Stocks reach record high on the eve of Fed meeting
WORLD stocks hit a record high yesterday, and the dollar reached an eight-week peak against the yen on expectations that the US Federal Reserve will this week announce the trimming of its balance sheet, part of a reversal of cheap money worldwide.
As investors breathed a sigh of relief that the weekend passed with no new provocation by North Korea, Europe’s main share index opened at a six-week high.
MSCI’s broadest index of AsiaPacific shares outside Japan had earlier risen to heights not visited since late 2007. That nudged MSCI’s index of world stocks to a new all-time high, adding to gains seen on Friday, when Wall Street set its own record level.
“The Federal Open Market Committee’s latest verdict will be of special interest,” said Daniel Lenz, an analyst at DZ Bank in Frankfurt. “The Fed could well set the balance-sheet-reduction process in motion.”
Elections
An address by US President Donald Trump to world leaders at the UN today, and elections in Germany and New Zealand will add extra political uncertainty to the mix this week.
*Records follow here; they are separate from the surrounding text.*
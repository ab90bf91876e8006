//! tvctl - command-line controller for network-attached smart TVs.
//!
//! Pairs with the TV, sends remote-control and app commands, and wakes it
//! over the local network when it is off.

mod cli;
mod commands;
mod error;
mod logging;
mod output;

use clap::Parser;

use cli::Cli;
use error::{exit_codes, CliError};

#[tokio::main(flavor = "current_thread")]
async fn main() {
    let cli = Cli::parse();

    logging::init(cli.verbose, cli.log_format);

    let result = run(cli).await;

    match result {
        Ok(()) => std::process::exit(exit_codes::SUCCESS),
        Err(e) => {
            eprintln!("Error: {}", e);
            std::process::exit(e.exit_code());
        }
    }
}

async fn run(cli: Cli) -> Result<(), CliError> {
    let Some(host) = cli.host.clone() else {
        commands::print_usage()?;
        return Err(CliError::InvalidArgument("missing <HOST>".to_string()));
    };

    commands::run_control(&cli, &host).await
}

#[cfg(test)]
mod tests {
    use super::*;
    use tvctl_core::storage::{DeviceDirectory, Store};

    #[tokio::test]
    async fn test_missing_host_is_invalid_args() {
        let cli = Cli::try_parse_from(["tvctl"]).unwrap();

        let err = run(cli).await.unwrap_err();

        assert!(matches!(err, CliError::InvalidArgument(_)));
        assert_eq!(err.exit_code(), exit_codes::INVALID_ARGS);
    }

    #[tokio::test]
    async fn test_unknown_command_prints_usage_and_succeeds() {
        let temp_dir = tempfile::tempdir().unwrap();
        let db = temp_dir.path().join("tv-tokens.redb");
        {
            let store = Store::open(&db).unwrap();
            DeviceDirectory::new(&store)
                .save_mac("10.0.0.5", "70:2A:D5:01:B2:FF")
                .unwrap();
        }

        let cli = Cli::try_parse_from([
            "tvctl",
            "--db",
            db.to_str().unwrap(),
            "10.0.0.5",
            "reboot",
        ])
        .unwrap();

        assert!(run(cli).await.is_ok());
    }
}
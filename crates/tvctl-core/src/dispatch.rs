//! Turns a `(host, command, args)` triple into store and device actions.
//!
//! Every invocation walks the same states:
//! open the token slot, make sure the wake address is cached, execute the
//! command once, persist any token the TV issued along the way.

use std::fmt;

use serde_json::Value;
use tracing::{debug, info, warn};

use crate::device::{TvRemote, WakeSender};
use crate::error::CoreError;
use crate::storage::{AppRegistry, CredentialCache, DeviceDirectory, Store};
use crate::types::{AppInfo, DeviceDescriptor, MacAddress};

/// App operations addressed by a user-facing name.
#[derive(Debug, Clone, Copy, PartialEq, Eq)]
pub enum AppAction {
    Open,
    Status,
    Run,
    Close,
    Install,
}

impl AppAction {
    pub fn command_name(self) -> &'static str {
        match self {
            AppAction::Open => "open_app",
            AppAction::Status => "get_app_status",
            AppAction::Run => "run_app",
            AppAction::Close => "close_app",
            AppAction::Install => "install_app",
        }
    }
}

/// A parsed command line.
#[derive(Debug, Clone, PartialEq, Eq)]
pub enum Command {
    TogglePower,
    PowerOn,
    OpenWeb { url: Option<String> },
    ViewInstalledApps,
    App { action: AppAction, name: Option<String> },
    DeviceInfo,
    /// Absent or unrecognised command.
    Usage,
}

impl Command {
    /// Parse a command name and its positional arguments.
    ///
    /// Extra arguments are ignored; unknown names map to `Usage`.
    pub fn parse(name: Option<&str>, args: &[String]) -> Self {
        let first = args.first().cloned();
        let app = |action| Command::App {
            action,
            name: first.clone(),
        };

        match name {
            Some("toggle_power") => Command::TogglePower,
            Some("power_on") => Command::PowerOn,
            Some("open_web") => Command::OpenWeb { url: first.clone() },
            Some("view_installed_apps") => Command::ViewInstalledApps,
            Some("open_app") => app(AppAction::Open),
            Some("get_app_status") => app(AppAction::Status),
            Some("run_app") => app(AppAction::Run),
            Some("close_app") => app(AppAction::Close),
            Some("install_app") => app(AppAction::Install),
            Some("get_device_info") => Command::DeviceInfo,
            _ => Command::Usage,
        }
    }

    pub fn name(&self) -> &'static str {
        match self {
            Command::TogglePower => "toggle_power",
            Command::PowerOn => "power_on",
            Command::OpenWeb { .. } => "open_web",
            Command::ViewInstalledApps => "view_installed_apps",
            Command::App { action, .. } => action.command_name(),
            Command::DeviceInfo => "get_device_info",
            Command::Usage => "usage",
        }
    }
}

impl fmt::Display for Command {
    fn fmt(&self, f: &mut fmt::Formatter<'_>) -> fmt::Result {
        f.write_str(self.name())
    }
}

/// Result of a dispatched command, left to the caller to present.
#[derive(Debug, Clone, PartialEq)]
pub enum Outcome {
    PowerToggled,
    WakeSent { mac: MacAddress },
    BrowserOpened { url: String },
    Apps(Vec<AppInfo>),
    AppLaunched { app_id: String },
    AppResponse {
        action: AppAction,
        app_id: String,
        response: Value,
    },
    /// Name resolved to nothing: not installed, or not enumerated yet.
    AppNotInstalled { action: AppAction, name: String },
    DeviceInfo(DeviceDescriptor),
    Usage,
}

/// Owns the store handle and the device capabilities for one invocation.
pub struct Dispatcher<R, W> {
    store: Store,
    remote: R,
    waker: W,
}

impl<R: TvRemote, W: WakeSender> Dispatcher<R, W> {
    pub fn new(store: Store, remote: R, waker: W) -> Self {
        Self {
            store,
            remote,
            waker,
        }
    }

    pub fn store(&self) -> &Store {
        &self.store
    }

    pub fn remote(&self) -> &R {
        &self.remote
    }

    pub fn remote_mut(&mut self) -> &mut R {
        &mut self.remote
    }

    pub fn waker(&self) -> &W {
        &self.waker
    }

    /// Run one command against `host`. Nothing is retried.
    pub async fn run(&mut self, host: &str, command: Command) -> Result<Outcome, CoreError> {
        info!(host, command = %command, "dispatching");

        let cached_token = CredentialCache::new(&self.store).open_slot(host)?;
        self.remote.set_token(cached_token.clone());

        DeviceDirectory::new(&self.store)
            .ensure_mac_known(host, &mut self.remote)
            .await?;
        debug!(host, "device info ensured");

        let outcome = self.execute(host, command).await;

        // A handshake may have issued a token even if the command failed.
        match (outcome, self.persist_token(host, &cached_token)) {
            (Err(e), Err(persist_err)) => {
                warn!(host, error = %persist_err, "could not save session token");
                Err(e)
            }
            (Ok(_), Err(persist_err)) => Err(persist_err),
            (outcome, Ok(())) => outcome,
        }
    }

    async fn execute(&mut self, host: &str, command: Command) -> Result<Outcome, CoreError> {
        let command_name = command.name();
        let missing = |argument: &str| CoreError::MissingArgument {
            command: command_name.to_string(),
            argument: argument.to_string(),
        };

        match command {
            Command::TogglePower => {
                self.remote.toggle_power().await?;
                Ok(Outcome::PowerToggled)
            }
            Command::PowerOn => {
                let mac = DeviceDirectory::new(&self.store)
                    .get_mac(host)?
                    .ok_or_else(|| CoreError::DeviceInfoUnavailable {
                        host: host.to_string(),
                        reason: "no wake address cached".to_string(),
                    })?;
                self.waker.broadcast_wake(mac).await?;
                Ok(Outcome::WakeSent { mac })
            }
            Command::OpenWeb { url } => {
                let url = url.ok_or_else(|| missing("url"))?;
                self.remote.open_browser(&url).await?;
                Ok(Outcome::BrowserOpened { url })
            }
            Command::ViewInstalledApps => {
                let apps = self.remote.list_apps().await?;
                AppRegistry::new(&self.store).record_apps(&apps)?;
                Ok(Outcome::Apps(apps))
            }
            Command::App { action, name } => {
                let name = name.ok_or_else(|| missing("appName"))?;
                let registry = AppRegistry::new(&self.store);
                let Some(app_id) = registry.resolve(&name)? else {
                    info!(host, app = %name, "app not found in registry");
                    return Ok(Outcome::AppNotInstalled { action, name });
                };

                let candidates = registry.candidates(&name)?;
                if candidates.len() > 1 {
                    let names: Vec<&str> = candidates.iter().map(|app| app.name.as_str()).collect();
                    warn!(host, app = %name, chosen = %app_id, candidates = ?names, "app name is ambiguous");
                }

                self.execute_app(action, app_id).await
            }
            Command::DeviceInfo => {
                let descriptor = self.remote.device_descriptor().await?;
                DeviceDirectory::new(&self.store).save_from_descriptor(host, &descriptor)?;
                Ok(Outcome::DeviceInfo(descriptor))
            }
            Command::Usage => Ok(Outcome::Usage),
        }
    }

    async fn execute_app(&mut self, action: AppAction, app_id: String) -> Result<Outcome, CoreError> {
        let response = match action {
            AppAction::Open => {
                self.remote.launch_app(&app_id).await?;
                return Ok(Outcome::AppLaunched { app_id });
            }
            AppAction::Status => self.remote.app_status(&app_id).await?,
            AppAction::Run => self.remote.app_run(&app_id).await?,
            AppAction::Close => self.remote.app_close(&app_id).await?,
            AppAction::Install => self.remote.app_install(&app_id).await?,
        };

        Ok(Outcome::AppResponse {
            action,
            app_id,
            response,
        })
    }

    fn persist_token(&self, host: &str, cached: &str) -> Result<(), CoreError> {
        match self.remote.token() {
            Some(token) if token != cached => {
                info!(host, "session token refreshed");
                CredentialCache::new(&self.store).save_token(host, token)?;
            }
            _ => {}
        }
        Ok(())
    }
}
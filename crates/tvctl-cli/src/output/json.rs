//! JSON-formatted output for CLI.

use serde::Serialize;
use serde_json::{json, Value};
use tvctl_core::types::{AppInfo, DeviceDescriptor};
use tvctl_core::AppAction;

use super::OutputFormatter;

pub struct JsonOutput;

impl JsonOutput {
    pub fn new() -> Self {
        Self
    }

    fn to_json<T: Serialize>(value: &T) -> String {
        serde_json::to_string_pretty(value).unwrap_or_else(|_| "{}".to_string())
    }
}

impl Default for JsonOutput {
    fn default() -> Self {
        Self::new()
    }
}

impl OutputFormatter for JsonOutput {
    fn format_apps(&self, host: &str, apps: &[AppInfo]) -> String {
        Self::to_json(&json!({
            "host": host,
            "apps": apps,
            "count": apps.len()
        }))
    }

    fn format_device_info(&self, host: &str, descriptor: &DeviceDescriptor) -> String {
        Self::to_json(&json!({
            "host": host,
            "device": descriptor,
            "wakeAddress": descriptor.wifi_mac()
        }))
    }

    fn format_app_response(
        &self,
        host: &str,
        action: AppAction,
        app_id: &str,
        response: &Value,
    ) -> String {
        Self::to_json(&json!({
            "host": host,
            "command": action.command_name(),
            "appId": app_id,
            "success": true,
            "result": response
        }))
    }

    fn format_message(&self, host: &str, command: &str, message: &str, success: bool) -> String {
        Self::to_json(&json!({
            "host": host,
            "command": command,
            "success": success,
            "message": message
        }))
    }
}
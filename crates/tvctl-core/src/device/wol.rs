//! Wake-on-LAN magic packet sender.

use std::net::{Ipv4Addr, SocketAddr, SocketAddrV4};

use socket2::{Domain, Protocol, Socket, Type};
use tokio::net::UdpSocket;
use tracing::info;

use super::WakeSender;
use crate::error::{CoreError, DeviceError};
use crate::types::MacAddress;

/// Default wake target: limited broadcast, discard port.
pub const DEFAULT_WAKE_TARGET: SocketAddrV4 = SocketAddrV4::new(Ipv4Addr::BROADCAST, 9);

/// Six 0xFF bytes followed by the address repeated sixteen times.
pub fn magic_packet(mac: MacAddress) -> [u8; 102] {
    let mut packet = [0xFFu8; 102];
    for chunk in packet[6..].chunks_exact_mut(6) {
        chunk.copy_from_slice(&mac.octets());
    }
    packet
}

/// Create a UDP socket allowed to send to broadcast addresses.
fn create_broadcast_socket() -> Result<std::net::UdpSocket, std::io::Error> {
    let socket = Socket::new(Domain::IPV4, Type::DGRAM, Some(Protocol::UDP))?;

    socket.set_broadcast(true)?;

    let addr = SocketAddr::from((Ipv4Addr::UNSPECIFIED, 0));
    socket.bind(&addr.into())?;

    socket.set_nonblocking(true)?;

    Ok(socket.into())
}

/// Broadcasts magic packets on the local network.
#[derive(Debug, Clone)]
pub struct WolSender {
    target: SocketAddr,
}

impl WolSender {
    pub fn new(target: SocketAddr) -> Self {
        Self { target }
    }
}

impl Default for WolSender {
    fn default() -> Self {
        Self::new(SocketAddr::V4(DEFAULT_WAKE_TARGET))
    }
}

impl WakeSender for WolSender {
    async fn broadcast_wake(&self, mac: MacAddress) -> Result<(), CoreError> {
        let wake_error = |e: std::io::Error| {
            CoreError::from(DeviceError::Wake {
                mac: mac.to_string(),
                message: e.to_string(),
            })
        };

        let socket = create_broadcast_socket()
            .and_then(UdpSocket::from_std)
            .map_err(wake_error)?;

        socket
            .send_to(&magic_packet(mac), self.target)
            .await
            .map_err(wake_error)?;

        info!(%mac, target = %self.target, "wake packet sent");
        Ok(())
    }
}

#[cfg(test)]
mod tests {
    use super::*;

    #[test]
    fn test_magic_packet_layout() {
        let mac: MacAddress = "01:23:45:67:89:AB".parse().unwrap();
        let packet = magic_packet(mac);

        assert_eq!(&packet[..6], &[0xFF; 6]);
        for i in 0..16 {
            let start = 6 + i * 6;
            assert_eq!(&packet[start..start + 6], &[0x01, 0x23, 0x45, 0x67, 0x89, 0xAB]);
        }
    }

    #[tokio::test]
    async fn test_broadcast_wake_reaches_target() {
        let receiver = UdpSocket::bind("127.0.0.1:0").await.unwrap();
        let sender = WolSender::new(receiver.local_addr().unwrap());
        let mac: MacAddress = "70:2A:D5:01:B2:FF".parse().unwrap();

        sender.broadcast_wake(mac).await.unwrap();

        let mut buf = [0u8; 256];
        let (len, _) = receiver.recv_from(&mut buf).await.unwrap();
        assert_eq!(&buf[..len], &magic_packet(mac)[..]);
    }
}
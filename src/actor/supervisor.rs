//! Supervisor strategies: the decider that turns a child's panic into a
//! [`Directive`], plus the bounded restart budget that escalates a
//! persistently crashing child rather than restarting it forever.

use std::sync::Arc;
use std::time::{Duration, Instant};

use crate::error::CoreError;

/// What a supervisor does in response to a child's failure. Adds `Resume`
/// alongside the usual restart/stop/escalate set, for failures where the
/// actor's state is still sound and only the in-flight message should be
/// dropped.
#[derive(Clone, Copy, Debug, PartialEq, Eq)]
pub enum Directive {
    /// Drop the failed message and keep processing the mailbox as-is.
    Resume,
    /// Reset the actor's state (`pre_restart`/`pre_start`) and continue.
    Restart,
    /// Stop the actor and cascade to its children.
    Stop,
    /// Re-raise the failure to the grandparent.
    Escalate,
}

pub type Decider = Arc<dyn Fn(&CoreError) -> Directive + Send + Sync>;

/// A one-for-one supervisor: each child's failure is decided independently
/// of its siblings.
#[derive(Clone)]
pub struct Strategy {
    decider: Decider,
    pub max_restarts: u32,
    pub window: Duration,
}

impl Strategy {
    pub fn new(decider: Decider, max_restarts: u32, window: Duration) -> Self {
        Strategy {
            decider,
            max_restarts,
            window,
        }
    }

    pub fn decide(&self, err: &CoreError) -> Directive {
        (self.decider)(err)
    }

    /// Default policy: always restart, bounded by `max_restarts` within
    /// `window` before escalating.
    pub fn restarting(max_restarts: u32, window: Duration) -> Self {
        Strategy::new(Arc::new(|_| Directive::Restart), max_restarts, window)
    }
}

impl Default for Strategy {
    fn default() -> Self {
        Strategy::restarting(5, Duration::from_secs(60))
    }
}

impl std::fmt::Debug for Strategy {
    fn fmt(&self, f: &mut std::fmt::Formatter<'_>) -> std::fmt::Result {
        f.debug_struct("Strategy")
            .field("max_restarts", &self.max_restarts)
            .field("window", &self.window)
            .finish()
    }
}

/// Tracks restart timestamps for one cell and decides when the budget in
/// a [`Strategy`] has been exhausted.
#[derive(Default)]
pub struct RestartBudget {
    restarts: Vec<Instant>,
}

impl RestartBudget {
    pub fn record_and_check(&mut self, strategy: &Strategy) -> bool {
        let now = Instant::now();
        self.restarts.retain(|t| now.duration_since(*t) <= strategy.window);
        self.restarts.push(now);
        self.restarts.len() as u32 <= strategy.max_restarts
    }
}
But the main event will be the Fed’s meeting today and tomorrow, at which it is likely to take another step towards policy normalisation amid what is rapidly becoming a global trend.
Canada has already hiked interest rates twice in recent months, while the Bank of England (BoE) shocked many last week by flagging its own coming increases.
The European Central Bank is expected to shed more light on plans to exit its extraordinary stimulus in October.
But persistently subdued global inflation despite a pick-up in growth remains the “trillion dollar” question for central banks looking to normalise policy, a report from Bank for International Settlements said on Sunday.
As such, investors are far from convinced that the Fed will move on rates again this year, with a December change put at less than a 50 percent probability in the futures market.
“It is fair to say that, in our recent travels, most of the investors we have spoken to question not just a December hike, but whether the Fed will hike at all again this cycle,” said Tom Porcelli, chief US economist at RBC Capital Markets.
“When you press investors on the why, the standard reply is the lack of inflationary pressures.”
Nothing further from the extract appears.